LAML reports unpaid membership on the Scientific Committee for the International Society for the Study of Trauma and Dissociation (ISSTD), grant support from the National Institute of Mental Health, K01 MH118467, and spousal IP payments from Vanderbilt University for technology licensed to Acadia Pharmaceuticals unrelated to the present work. ISSTD and NIMH were not involved in the analysis or preparation of the manuscript. R.J.D. is the founder and president of the board of directors and serves on the board of directors for the nonprofit organization Healthy Minds Innovations, Inc. C.G.A. has served as a consultant, speaker, and/or an advisory board for Douglas Pharmaceutical, Aptinyx, FSV7, Lundbeck, Psilocybin Labs, Genentech, and Janssen. C.G.A. filed a patent for using mechanistic Target of Rapamycin (mTOR) inhibitors to augment the effects of antidepressants (filed on August 20, 2018).
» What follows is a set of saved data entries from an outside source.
//! Simulated ECG sensor.
//!
//! Behaves like a single sensor exposing the activity and battery services.
//! Faults can be injected per operation, and frames are either pushed by hand
//! ([`SimTransport::push_frame`]) or generated every frame period with a bit
//! of random noise on top of a periodic spike.

use std::collections::HashMap;
use std::sync::{Arc, Mutex, MutexGuard, PoisonError};
use std::time::Duration;

use rand::Rng;
use tokio_util::sync::CancellationToken;
use tracing::debug;
use uuid::Uuid;

use crate::ecg::encode_frame;
use crate::error::TransportError;
use crate::options::{
    ACTIVITY_SERVICE_UUID, BATTERY_LEVEL_CHARACTERISTIC_UUID, BATTERY_SERVICE_UUID,
    ECG_INTERVAL_CHARACTERISTIC_UUID, ECG_VOLTAGE_CHARACTERISTIC_UUID,
};
use crate::transport::{DeviceFilter, FrameHandler, Transport};

const SIM_DEVICE_ID: &str = "sim-ecg-0001";
const SIM_DEVICE_NAME: &str = "Sim ECG";
const DEFAULT_INTERVAL_MS: u16 = 10;
const SAMPLES_PER_FRAME: usize = 16;
const BEAT_PERIOD_SAMPLES: usize = 80;

/// Operations that should fail.
#[derive(Debug, Clone, Default, PartialEq)]
pub struct SimFaults {
    pub unavailable: bool,
    pub discovery: bool,
    pub connect: bool,
    /// The link comes up but service discovery on it fails.
    pub service_discovery: bool,
    pub disconnect: bool,
    pub forget: bool,
    pub read: bool,
    pub write: bool,
    pub subscribe: bool,
}

#[derive(Debug, Clone, PartialEq)]
pub struct SimDevice {
    pub id: String,
    pub name: Option<String>,
}

#[derive(Debug, Clone, PartialEq)]
pub struct SimLink {
    pub device_id: String,
}

#[derive(Debug, Clone, PartialEq)]
pub struct SimService {
    pub uuid: Uuid,
}

#[derive(Debug, Clone, PartialEq)]
pub struct SimCharacteristic {
    pub service: Uuid,
    pub uuid: Uuid,
}

#[derive(Debug)]
pub struct SimSubscription {
    id: u64,
    cancel: CancellationToken,
}

struct SimState {
    name: Option<String>,
    services: HashMap<Uuid, Vec<Uuid>>,
    values: HashMap<Uuid, Vec<u8>>,
    faults: SimFaults,
    frame_period: Option<Duration>,
    connected: bool,
    forgotten: bool,
    resolved_services: Vec<Uuid>,
    disconnect_calls: usize,
    forget_calls: usize,
    handlers: HashMap<u64, (Uuid, FrameHandler)>,
    next_subscription: u64,
    clock_ms: u32,
    beat_phase: usize,
}

#[derive(Clone)]
pub struct SimTransport {
    state: Arc<Mutex<SimState>>,
}

impl SimTransport {
    pub fn new() -> Self {
        let services = HashMap::from([
            (
                ACTIVITY_SERVICE_UUID,
                vec![ECG_VOLTAGE_CHARACTERISTIC_UUID, ECG_INTERVAL_CHARACTERISTIC_UUID],
            ),
            (BATTERY_SERVICE_UUID, vec![BATTERY_LEVEL_CHARACTERISTIC_UUID]),
        ]);
        let values = HashMap::from([
            (
                ECG_INTERVAL_CHARACTERISTIC_UUID,
                DEFAULT_INTERVAL_MS.to_le_bytes().to_vec(),
            ),
            (BATTERY_LEVEL_CHARACTERISTIC_UUID, vec![87]),
        ]);

        SimTransport {
            state: Arc::new(Mutex::new(SimState {
                name: Some(SIM_DEVICE_NAME.to_string()),
                services,
                values,
                faults: SimFaults::default(),
                frame_period: None,
                connected: false,
                forgotten: false,
                resolved_services: vec![],
                disconnect_calls: 0,
                forget_calls: 0,
                handlers: HashMap::new(),
                next_subscription: 0,
                clock_ms: 0,
                beat_phase: 0,
            })),
        }
    }

    /// Sensor that streams a frame every `SAMPLES_PER_FRAME * interval` ms.
    pub fn demo() -> Self {
        let interval = u64::from(DEFAULT_INTERVAL_MS);
        Self::new().with_frame_period(Duration::from_millis(SAMPLES_PER_FRAME as u64 * interval))
    }

    pub fn with_frame_period(self, period: Duration) -> Self {
        self.lock().frame_period = Some(period);
        self
    }

    pub fn with_name(self, name: Option<&str>) -> Self {
        self.lock().name = name.map(str::to_string);
        self
    }

    pub fn without_service(self, id: Uuid) -> Self {
        self.lock().services.remove(&id);
        self
    }

    pub fn without_characteristic(self, id: Uuid) -> Self {
        for characteristics in self.lock().services.values_mut() {
            characteristics.retain(|c| *c != id);
        }
        self
    }

    pub fn with_value(self, characteristic: Uuid, value: &[u8]) -> Self {
        self.lock().values.insert(characteristic, value.to_vec());
        self
    }

    pub fn with_faults(self, faults: SimFaults) -> Self {
        self.set_faults(faults);
        self
    }

    pub fn set_faults(&self, faults: SimFaults) {
        self.lock().faults = faults;
    }

    /// Drop the link as if the sensor went out of range.
    pub fn drop_link(&self) {
        self.lock().connected = false;
    }

    pub fn is_link_up(&self) -> bool {
        self.lock().connected
    }

    pub fn was_forgotten(&self) -> bool {
        self.lock().forgotten
    }

    pub fn resolved_services(&self) -> Vec<Uuid> {
        self.lock().resolved_services.clone()
    }

    pub fn disconnect_calls(&self) -> usize {
        self.lock().disconnect_calls
    }

    pub fn forget_calls(&self) -> usize {
        self.lock().forget_calls
    }

    pub fn subscriber_count(&self) -> usize {
        self.lock().handlers.len()
    }

    pub fn value(&self, characteristic: Uuid) -> Option<Vec<u8>> {
        self.lock().values.get(&characteristic).cloned()
    }

    /// Deliver `frame` to every subscriber of `characteristic`.
    pub fn push_frame(&self, characteristic: Uuid, frame: &[u8]) {
        let mut state = self.lock();
        for (target, handler) in state.handlers.values_mut() {
            if *target == characteristic {
                handler(frame);
            }
        }
    }

    fn next_frame(&self) -> Vec<u8> {
        let mut state = self.lock();
        let interval = state
            .values
            .get(&ECG_INTERVAL_CHARACTERISTIC_UUID)
            .and_then(|v| v.get(..2))
            .map(|v| u16::from_le_bytes([v[0], v[1]]))
            .unwrap_or(DEFAULT_INTERVAL_MS);

        let mut rng = rand::thread_rng();
        let mut values = Vec::with_capacity(SAMPLES_PER_FRAME);
        for _ in 0..SAMPLES_PER_FRAME {
            let spike = match state.beat_phase {
                0 => 900,
                1 => -250,
                _ => 0,
            };
            let noise: i16 = rng.gen_range(-15..=15);
            values.push(spike + noise);
            state.beat_phase = (state.beat_phase + 1) % BEAT_PERIOD_SAMPLES;
        }

        state.clock_ms = state
            .clock_ms
            .wrapping_add(SAMPLES_PER_FRAME as u32 * u32::from(interval));
        encode_frame(state.clock_ms, &values)
    }

    fn lock(&self) -> MutexGuard<'_, SimState> {
        self.state.lock().unwrap_or_else(PoisonError::into_inner)
    }
}

impl Default for SimTransport {
    fn default() -> Self {
        Self::new()
    }
}

impl Transport for SimTransport {
    type Device = SimDevice;
    type Link = SimLink;
    type Service = SimService;
    type Characteristic = SimCharacteristic;
    type Subscription = SimSubscription;

    async fn is_available(&self) -> bool {
        !self.lock().faults.unavailable
    }

    async fn discover(&self, filter: &DeviceFilter) -> Result<SimDevice, TransportError> {
        let mut state = self.lock();
        if state.faults.discovery {
            return Err(TransportError::Discovery("no device selected".to_string()));
        }
        if !filter.matches_name(state.name.as_deref()) {
            return Err(TransportError::Discovery(
                "no device matches the requested name".to_string(),
            ));
        }
        if let Some(missing) = filter
            .services
            .iter()
            .find(|id| !state.services.contains_key(*id))
        {
            return Err(TransportError::Discovery(format!(
                "no device advertises service {missing}"
            )));
        }

        state.forgotten = false;
        Ok(SimDevice {
            id: SIM_DEVICE_ID.to_string(),
            name: state.name.clone(),
        })
    }

    async fn device_name(&self, device: &SimDevice) -> Option<String> {
        device.name.clone()
    }

    async fn connect(&self, device: &SimDevice) -> Result<SimLink, TransportError> {
        let mut state = self.lock();
        if state.faults.connect {
            return Err(TransportError::Connection(
                "GATT server is not available".to_string(),
            ));
        }
        state.connected = true;
        if state.faults.service_discovery {
            state.connected = false;
            return Err(TransportError::Connection(
                "service discovery failed".to_string(),
            ));
        }
        Ok(SimLink {
            device_id: device.id.clone(),
        })
    }

    async fn is_connected(&self, _link: &SimLink) -> bool {
        self.lock().connected
    }

    async fn disconnect_link(&self, link: &SimLink) -> Result<(), TransportError> {
        debug!(device = %link.device_id, "dropping simulated link");
        let mut state = self.lock();
        state.disconnect_calls += 1;
        if state.faults.disconnect {
            return Err(TransportError::Other("link refused to disconnect".to_string()));
        }
        state.connected = false;
        Ok(())
    }

    async fn forget(&self, _device: &SimDevice) -> Result<(), TransportError> {
        let mut state = self.lock();
        state.forget_calls += 1;
        if state.faults.forget {
            return Err(TransportError::Other("device could not be forgotten".to_string()));
        }
        state.forgotten = true;
        Ok(())
    }

    async fn resolve_service(&self, _link: &SimLink, id: Uuid) -> Result<SimService, TransportError> {
        let mut state = self.lock();
        if !state.connected {
            return Err(TransportError::Other("GATT server is disconnected".to_string()));
        }
        state.resolved_services.push(id);
        if state.services.contains_key(&id) {
            Ok(SimService { uuid: id })
        } else {
            Err(TransportError::ServiceNotFound(id))
        }
    }

    async fn resolve_characteristic(
        &self,
        service: &SimService,
        id: Uuid,
    ) -> Result<SimCharacteristic, TransportError> {
        let state = self.lock();
        let found = state
            .services
            .get(&service.uuid)
            .is_some_and(|characteristics| characteristics.contains(&id));
        if found {
            Ok(SimCharacteristic {
                service: service.uuid,
                uuid: id,
            })
        } else {
            Err(TransportError::CharacteristicNotFound(id))
        }
    }

    async fn read(&self, characteristic: &SimCharacteristic) -> Result<Vec<u8>, TransportError> {
        let state = self.lock();
        if state.faults.read {
            return Err(TransportError::Read("GATT operation failed".to_string()));
        }
        Ok(state
            .values
            .get(&characteristic.uuid)
            .cloned()
            .unwrap_or_default())
    }

    async fn write(&self, characteristic: &SimCharacteristic, data: &[u8]) -> Result<(), TransportError> {
        let mut state = self.lock();
        if state.faults.write {
            return Err(TransportError::Write("GATT operation failed".to_string()));
        }
        state.values.insert(characteristic.uuid, data.to_vec());
        Ok(())
    }

    async fn subscribe(
        &self,
        characteristic: &SimCharacteristic,
        on_frame: FrameHandler,
    ) -> Result<SimSubscription, TransportError> {
        let (id, frame_period) = {
            let mut state = self.lock();
            if state.faults.subscribe {
                return Err(TransportError::Subscribe(
                    "notifications are not supported".to_string(),
                ));
            }
            let id = state.next_subscription;
            state.next_subscription += 1;
            state.handlers.insert(id, (characteristic.uuid, on_frame));
            debug!(
                service = %characteristic.service,
                characteristic = %characteristic.uuid,
                "simulated subscription {id}"
            );
            (id, state.frame_period)
        };

        let cancel = CancellationToken::new();
        if let Some(period) = frame_period {
            let sim = self.clone();
            let token = cancel.clone();
            let target = characteristic.uuid;
            tokio::spawn(async move {
                let mut ticker = tokio::time::interval(period);
                loop {
                    tokio::select! {
                        _ = token.cancelled() => break,
                        _ = ticker.tick() => {
                            let frame = sim.next_frame();
                            sim.push_frame(target, &frame);
                        }
                    }
                }
                debug!("simulated frame pump stopped");
            });
        }

        Ok(SimSubscription { id, cancel })
    }

    async fn unsubscribe(&self, subscription: SimSubscription) -> Result<(), TransportError> {
        subscription.cancel.cancel();
        self.lock().handlers.remove(&subscription.id);
        Ok(())
    }
}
W.E.H.: Air Liquide, CHUGAI, EISAI, Jazz Pharmaceuticals, Janssen, Lundbeck, Otsuka, UCB, none related to this work.

Supplementary Material

netn-10-1-244-s001.pdf (1.9MB, pdf)

TECHNICAL TERMS

SC:

Structural covariance, a statistical association or pattern of interregional volumetric covariation.

SCN:

Structural covariance network, a network representation of a set of brain regions that covaries with other regions within a sample or subsample.

IDSCN:

Individual differential structural covariance network, a subject-specific network derived by quantifying the differential structural covariance of a subject's regional brain volumes relative to a reference group.

Graph strength:

The sum of the weights of all edges in a network, which reflects the overall degree of connectedness of a network.

Node centrality:

A measure quantifying the relative importance or influence a network node has on the rest of the network.

Hierarchical clustering:

An unsupervised algorithm that builds a nested sequence of clusters by merging or splitting them based on a defined similarity or distance metric.

Tanglegram:

A visualization technique to compare the relationship between two hierarchical clusterings.